In a days time my friend Gustav arrives from Tasmania, to celebrate my birthday with a few friends and family, and then he and I will retreat back to the Ruahine for a few more days. That is the best birthday present I can wish for myself.





Tihei mauri ora!
Aroha
Robb

Tuesday, July 13, 2010

Cloud Hidden


Over the last few months I have been spending most of my time in Taranaki with work, culminated by a busy last few weeks. At least I was under the shadow of the beautiful volcano, and when it did appear out of the cloud always brought a sense of calm to my soul.

Now another week or so to tidy up a few loose ends and my dreams of other mountains will come to fruition. I want to be cloud hidden. I want to drag my soon to be 50 year old body up into the Ruahine and get "lost" from so much out here. My goal when undergoing getting my hip replaced in April was to be in the mountains by my birthday in July. I have already been in the mountains but they call out for more after that successful test. I feel ready to disappear into the mist.





I have often felt alone out here. I suppose it is just part of my nature, part of who I have become in these last 50 years. Sometimes I am amazed at the wealth of love and friendship I have accrued around me and feel undeserving of accepting. It has really only been recently how much I know I am not alone, both in that wealth around me, but also my kinship with so many other misfits out there. Men who never fit in, or died trying, the ones hiding behind closed doors hating the world out here, or hiding in a haze of drugs and alcohol. God knows I have done all of that.

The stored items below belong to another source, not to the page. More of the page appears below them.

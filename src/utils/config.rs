use crate::utils::errors::SimulationError;

/// Deepest tree the arena will be sized for. Depth 10 is already ~1.4M
/// nodes; anything past that is a configuration mistake.
pub const MAX_TREE_DEPTH: usize = 10;

pub const DEFAULT_SIM_CONFIG: SimConfig = SimConfig {
    width: 1920.0,
    height: 1080.0,
    max_depth: 7,
    node_capacity: 4,
    num_threads: 4,
    time_step: 0.002,
    big_g: 6.674e-11,
    softening: 1e-12,
    particle_mass: 5.0,
};

/// Tunable constants for one simulation instance.
///
/// `width`/`height` define the root rectangle of the quadtree; particles
/// leaving it are evicted (or, above the top edge, simply skipped by the
/// tree until they fall back inside). `softening` bounds force magnitudes
/// as squared distances approach zero.
#[derive(Debug, Clone, Copy)]
pub struct SimConfig {
    pub width: f64,
    pub height: f64,
    pub max_depth: usize,
    pub node_capacity: usize,
    pub num_threads: usize,
    pub time_step: f64,
    pub big_g: f64,
    pub softening: f64,
    /// Mass given to particles created by the spawn-pattern helpers.
    pub particle_mass: f64,
}

impl Default for SimConfig {
    fn default() -> Self {
        DEFAULT_SIM_CONFIG
    }
}

impl SimConfig {
    /// Builds a config from the main tuning knobs, falling back to
    /// [`DEFAULT_SIM_CONFIG`] for anything not provided.
    pub fn new(
        width: Option<f64>,
        height: Option<f64>,
        max_depth: Option<usize>,
        node_capacity: Option<usize>,
        num_threads: Option<usize>,
        time_step: Option<f64>,
    ) -> Self {
        let default = DEFAULT_SIM_CONFIG;
        Self {
            width: width.unwrap_or(default.width),
            height: height.unwrap_or(default.height),
            max_depth: max_depth.unwrap_or(default.max_depth),
            node_capacity: node_capacity.unwrap_or(default.node_capacity),
            num_threads: num_threads.unwrap_or(default.num_threads),
            time_step: time_step.unwrap_or(default.time_step),
            ..default
        }
    }

    /// Rejects configurations the engine cannot run with. Called once at
    /// construction time; nothing is re-validated mid-run.
    pub fn validate(&self) -> Result<(), SimulationError> {
        if self.width <= 0.0 || self.height <= 0.0 {
            return Err(SimulationError::InvalidDimensions);
        }
        if self.max_depth > MAX_TREE_DEPTH {
            return Err(SimulationError::InvalidDepth);
        }
        if self.node_capacity == 0 {
            return Err(SimulationError::InvalidCapacity);
        }
        if self.num_threads == 0 {
            return Err(SimulationError::InvalidThreadCount);
        }
        if !(self.time_step > 0.0 && self.time_step.is_finite()) {
            return Err(SimulationError::InvalidTimeStep);
        }
        Ok(())
    }
}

I am tired of the system that only allows us to be successful if we have a good job, a new car, a big house. I am tired of the system that places value on wilderness only in terms of how much wealth it will create if we destroy it. I am tired of the system that encourages foreign companies to explore off our shores for oil to keep that system running, while at this very moment the oil gushes unhindered into the sea of my homeland, just as it has for years in the seas of other nations whose citizens skins are not the same colour as mine. For some reason it seems to mean more in places where the people it most affects are white. I am tired of that too.



So I just really want to lie on the ground in the mountains and dig my hands into the Ruahine earth, to drink from the clear cold waters and cleanse myself, to become part of the mountains, of the land. Just for a few moments I want to leave all this behind. It will all be waiting when I return.